[Items from a dataset]
___

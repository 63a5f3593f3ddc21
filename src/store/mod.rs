//! In-memory application state and its validated mutators.
//!
//! Every mutator runs the same pipeline: entitlement check, input validation,
//! in-memory apply, then a persistence flush for the touched collections.
//! The flush is part of the mutation result; a failed write surfaces as an
//! error to the caller while the in-memory state stays authoritative for the
//! session (no rollback).

pub mod projection;

use std::collections::HashSet;
use std::sync::Arc;

use chrono::{NaiveDate, Utc};
use tracing::{debug, info};

use crate::domain::{
    Category, Jar, JarPurpose, JarStyle, Note, NoteColor, RecordKind, TransactionRecord,
};
use crate::entitlement::{
    can_use_feature, limits_for, Feature, LimitKind, SubscriptionTier, Theme, DEFAULT_CURRENCY,
};
use crate::errors::{StoreError, StoreResult};
use crate::storage::{KeyValueStore, PersistenceAdapter};

/// Snapshot of every collection the application tracks.
#[derive(Debug, Default)]
pub struct AppState {
    pub jars: Vec<Jar>,
    pub categories: Vec<Category>,
    pub notes: Vec<Note>,
    pub dark_mode: bool,
    pub theme: Theme,
    pub tier: SubscriptionTier,
    pub last_notification: Option<String>,
    next_id: u64,
}

impl AppState {
    fn allocate_id(&mut self) -> u64 {
        let id = self.next_id;
        self.next_id += 1;
        id
    }
}

/// Input for creating a jar. `category_id: None` falls back to the first
/// existing category; an empty currency falls back to the default symbol.
#[derive(Debug, Clone, Default)]
pub struct NewJar {
    pub name: String,
    pub target: f64,
    pub currency: String,
    pub category_id: Option<u64>,
    pub target_date: Option<NaiveDate>,
    pub style: Option<JarStyle>,
    pub image_url: Option<String>,
    pub purpose: Option<JarPurpose>,
}

/// Result of a deposit, including the goal-completed signal consumed by
/// presentation for celebratory feedback.
#[derive(Debug, Clone, Copy, PartialEq)]
pub struct DepositOutcome {
    pub new_saved: f64,
    pub goal_completed: bool,
}

/// Owns the in-memory state and coordinates persistence on every mutation.
pub struct SavingsStore {
    state: AppState,
    persistence: PersistenceAdapter,
}

impl SavingsStore {
    /// Loads persisted collections, degrading absent or corrupt keys to
    /// empty defaults, and seeds the id counter past every stored id.
    pub fn open(kv: Arc<dyn KeyValueStore>) -> Self {
        let persistence = PersistenceAdapter::new(kv);
        let jars = persistence.load_jars();
        let categories = persistence.load_categories();
        let notes = persistence.load_notes();
        let next_id = seed_next_id(&jars, &categories, &notes);
        let state = AppState {
            dark_mode: persistence.load_dark_mode(),
            theme: persistence.load_theme(),
            tier: persistence.load_tier(),
            last_notification: persistence.load_last_notification(),
            jars,
            categories,
            notes,
            next_id,
        };
        debug!(
            jars = state.jars.len(),
            categories = state.categories.len(),
            notes = state.notes.len(),
            "savings store opened"
        );
        Self { state, persistence }
    }

    pub fn jars(&self) -> &[Jar] {
        &self.state.jars
    }

    pub fn categories(&self) -> &[Category] {
        &self.state.categories
    }

    pub fn notes(&self) -> &[Note] {
        &self.state.notes
    }

    pub fn tier(&self) -> SubscriptionTier {
        self.state.tier
    }

    pub fn dark_mode(&self) -> bool {
        self.state.dark_mode
    }

    pub fn theme(&self) -> Theme {
        self.state.theme
    }

    pub fn last_notification(&self) -> Option<&str> {
        self.state.last_notification.as_deref()
    }

    pub fn jar(&self, id: u64) -> Option<&Jar> {
        self.state.jars.iter().find(|jar| jar.id == id)
    }

    pub fn category(&self, id: u64) -> Option<&Category> {
        self.state.categories.iter().find(|cat| cat.id == id)
    }

    pub fn persistence(&self) -> &PersistenceAdapter {
        &self.persistence
    }

    pub fn create_category(&mut self, name: &str) -> StoreResult<u64> {
        let limits = limits_for(self.state.tier);
        if let Some(max) = limits.max_categories {
            if self.state.categories.len() as u32 >= max {
                return Err(StoreError::LimitExceeded {
                    limit: LimitKind::Categories,
                    max,
                });
            }
        }
        let name = name.trim();
        if name.is_empty() {
            return Err(StoreError::InvalidInput(
                "category name must not be empty".into(),
            ));
        }
        let id = self.state.allocate_id();
        self.state.categories.push(Category {
            id,
            name: name.to_string(),
            icon: String::new(),
        });
        self.persistence.save_categories(&self.state.categories)?;
        Ok(id)
    }

    pub fn update_category(&mut self, id: u64, new_name: &str) -> StoreResult<()> {
        let new_name = new_name.trim();
        if new_name.is_empty() {
            return Err(StoreError::InvalidInput(
                "category name must not be empty".into(),
            ));
        }
        let category = self
            .state
            .categories
            .iter_mut()
            .find(|cat| cat.id == id)
            .ok_or_else(|| StoreError::InvalidInput("category not found".into()))?;
        category.name = new_name.to_string();
        self.persistence.save_categories(&self.state.categories)
    }

    /// Removes a category and cascades to every jar referencing it, so no
    /// jar with a dangling category id can remain. No-op when absent.
    pub fn delete_category(&mut self, id: u64) -> StoreResult<()> {
        let jars_before = self.state.jars.len();
        self.state.jars.retain(|jar| jar.category_id != id);
        let cascaded = jars_before - self.state.jars.len();

        let categories_before = self.state.categories.len();
        self.state.categories.retain(|cat| cat.id != id);
        if cascaded == 0 && self.state.categories.len() == categories_before {
            return Ok(());
        }
        if cascaded > 0 {
            info!(category = id, jars = cascaded, "category cascade removed jars");
        }
        self.persistence.save_jars(&self.state.jars)?;
        self.persistence.save_categories(&self.state.categories)
    }

    pub fn create_jar(&mut self, new_jar: NewJar) -> StoreResult<u64> {
        let limits = limits_for(self.state.tier);
        if let Some(max) = limits.max_jars {
            if self.state.jars.len() as u32 >= max {
                return Err(StoreError::LimitExceeded {
                    limit: LimitKind::Jars,
                    max,
                });
            }
        }
        let name = new_jar.name.trim();
        if name.is_empty() {
            return Err(StoreError::InvalidInput("jar name must not be empty".into()));
        }
        if !new_jar.target.is_finite() || new_jar.target <= 0.0 {
            return Err(StoreError::InvalidInput(
                "jar target must be a positive number".into(),
            ));
        }
        let category_id = match new_jar.category_id {
            Some(id) => {
                if self.category(id).is_none() {
                    return Err(StoreError::InvalidInput("category not found".into()));
                }
                id
            }
            None => self
                .state
                .categories
                .first()
                .map(|cat| cat.id)
                .ok_or_else(|| {
                    StoreError::InvalidInput("create a category before adding jars".into())
                })?,
        };
        let currency = if new_jar.currency.trim().is_empty() {
            DEFAULT_CURRENCY.to_string()
        } else {
            new_jar.currency.trim().to_string()
        };
        if let Some(max) = limits.max_currencies {
            let mut symbols: HashSet<&str> =
                self.state.jars.iter().map(|jar| jar.currency.as_str()).collect();
            symbols.insert(&currency);
            if symbols.len() as u32 > max {
                return Err(StoreError::LimitExceeded {
                    limit: LimitKind::Currencies,
                    max,
                });
            }
        }
        let id = self.state.allocate_id();
        self.state.jars.push(Jar {
            id,
            name: name.to_string(),
            target: new_jar.target,
            saved: 0.0,
            withdrawn: 0.0,
            streak: 0,
            currency,
            category_id,
            target_date: new_jar.target_date,
            created_at: Utc::now(),
            style: new_jar.style,
            image_url: new_jar.image_url,
            purpose: new_jar.purpose,
            notes: Vec::new(),
            records: Vec::new(),
        });
        self.persistence.save_jars(&self.state.jars)?;
        Ok(id)
    }

    /// Removes a jar together with its notes and records. No-op when absent.
    pub fn delete_jar(&mut self, id: u64) -> StoreResult<()> {
        let before = self.state.jars.len();
        self.state.jars.retain(|jar| jar.id != id);
        if self.state.jars.len() == before {
            return Ok(());
        }
        self.persistence.save_jars(&self.state.jars)
    }

    /// Adds `amount` to the jar, clamped at the target. The goal-completed
    /// signal fires exactly when the deposit crosses the target, never on
    /// later deposits at a full jar.
    pub fn deposit(&mut self, jar_id: u64, amount: f64) -> StoreResult<DepositOutcome> {
        if !amount.is_finite() || amount <= 0.0 {
            return Err(StoreError::InvalidInput(
                "deposit amount must be a positive number".into(),
            ));
        }
        let record_id = self.state.allocate_id();
        let jar = self
            .state
            .jars
            .iter_mut()
            .find(|jar| jar.id == jar_id)
            .ok_or_else(|| StoreError::InvalidInput("jar not found".into()))?;
        let new_saved = (jar.saved + amount).min(jar.target);
        let goal_completed = jar.saved < jar.target && new_saved >= jar.target;
        jar.saved = new_saved;
        jar.streak += 1;
        jar.records.push(TransactionRecord {
            id: record_id,
            kind: RecordKind::Saved,
            amount,
            date: Utc::now(),
        });
        if goal_completed {
            info!(jar = jar_id, "savings goal reached");
        }
        self.persistence.save_jars(&self.state.jars)?;
        Ok(DepositOutcome {
            new_saved,
            goal_completed,
        })
    }

    /// Removes `amount` from the jar, flooring at zero. `withdrawn` grows by
    /// the literal requested amount even when the balance floors, so it can
    /// exceed the net reduction of `saved`.
    pub fn withdraw(&mut self, jar_id: u64, amount: f64) -> StoreResult<f64> {
        if !amount.is_finite() || amount <= 0.0 {
            return Err(StoreError::InvalidInput(
                "withdrawal amount must be a positive number".into(),
            ));
        }
        let record_id = self.state.allocate_id();
        let jar = self
            .state
            .jars
            .iter_mut()
            .find(|jar| jar.id == jar_id)
            .ok_or_else(|| StoreError::InvalidInput("jar not found".into()))?;
        jar.saved = (jar.saved - amount).max(0.0);
        jar.withdrawn += amount;
        jar.records.push(TransactionRecord {
            id: record_id,
            kind: RecordKind::Withdrawn,
            amount,
            date: Utc::now(),
        });
        let new_saved = jar.saved;
        self.persistence.save_jars(&self.state.jars)?;
        Ok(new_saved)
    }

    pub fn add_note(&mut self, text: &str, color: NoteColor) -> StoreResult<u64> {
        let limits = limits_for(self.state.tier);
        if let Some(max) = limits.max_sticky_notes {
            if self.state.notes.len() as u32 >= max {
                return Err(StoreError::LimitExceeded {
                    limit: LimitKind::StickyNotes,
                    max,
                });
            }
        }
        let text = text.trim();
        if text.is_empty() {
            return Err(StoreError::InvalidInput("note text must not be empty".into()));
        }
        let id = self.state.allocate_id();
        self.state.notes.push(Note {
            id,
            text: text.to_string(),
            color,
        });
        self.persistence.save_notes(&self.state.notes)?;
        Ok(id)
    }

    pub fn delete_note(&mut self, id: u64) -> StoreResult<()> {
        let before = self.state.notes.len();
        self.state.notes.retain(|note| note.id != id);
        if self.state.notes.len() == before {
            return Ok(());
        }
        self.persistence.save_notes(&self.state.notes)
    }

    /// Attaches a note to a jar. Jar notes are not count-limited.
    pub fn add_jar_note(&mut self, jar_id: u64, text: &str, color: NoteColor) -> StoreResult<u64> {
        let text = text.trim();
        if text.is_empty() {
            return Err(StoreError::InvalidInput("note text must not be empty".into()));
        }
        let id = self.state.allocate_id();
        let jar = self
            .state
            .jars
            .iter_mut()
            .find(|jar| jar.id == jar_id)
            .ok_or_else(|| StoreError::InvalidInput("jar not found".into()))?;
        jar.notes.push(Note {
            id,
            text: text.to_string(),
            color,
        });
        self.persistence.save_jars(&self.state.jars)?;
        Ok(id)
    }

    pub fn delete_jar_note(&mut self, jar_id: u64, note_id: u64) -> StoreResult<()> {
        let Some(jar) = self.state.jars.iter_mut().find(|jar| jar.id == jar_id) else {
            return Ok(());
        };
        let before = jar.notes.len();
        jar.notes.retain(|note| note.id != note_id);
        if jar.notes.len() == before {
            return Ok(());
        }
        self.persistence.save_jars(&self.state.jars)
    }

    pub fn set_dark_mode(&mut self, dark_mode: bool) -> StoreResult<()> {
        self.state.dark_mode = dark_mode;
        self.persistence.save_dark_mode(dark_mode)
    }

    /// Applies a theme; premium themes are gated on the free tier.
    pub fn select_theme(&mut self, theme: Theme) -> StoreResult<()> {
        if theme.is_premium() && !can_use_feature(self.state.tier, Feature::AllThemes) {
            return Err(StoreError::FeatureLocked(Feature::AllThemes));
        }
        self.state.theme = theme;
        self.persistence.save_theme(theme)
    }

    pub fn set_tier(&mut self, tier: SubscriptionTier) -> StoreResult<()> {
        self.state.tier = tier;
        self.persistence.save_tier(tier)
    }

    pub fn set_last_notification(&mut self, date: &str) -> StoreResult<()> {
        self.state.last_notification = Some(date.to_string());
        self.persistence.save_last_notification(date)
    }
}

fn seed_next_id(jars: &[Jar], categories: &[Category], notes: &[Note]) -> u64 {
    let mut max_id = 0;
    for jar in jars {
        max_id = max_id.max(jar.id);
        for note in &jar.notes {
            max_id = max_id.max(note.id);
        }
        for record in &jar.records {
            max_id = max_id.max(record.id);
        }
    }
    for category in categories {
        max_id = max_id.max(category.id);
    }
    for note in notes {
        max_id = max_id.max(note.id);
    }
    max_id + 1
}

___

- TASK TO COMPLETE:
Please find each line in the records above that holds the word "PersistenceAdapter", and copy it.

- OUTPUT OF THE TASK:
use crate::storage::{KeyValueStore, PersistenceAdapter};
    persistence: PersistenceAdapter,
        let persistence = PersistenceAdapter::new(kv);
    pub fn persistence(&self) -> &PersistenceAdapter {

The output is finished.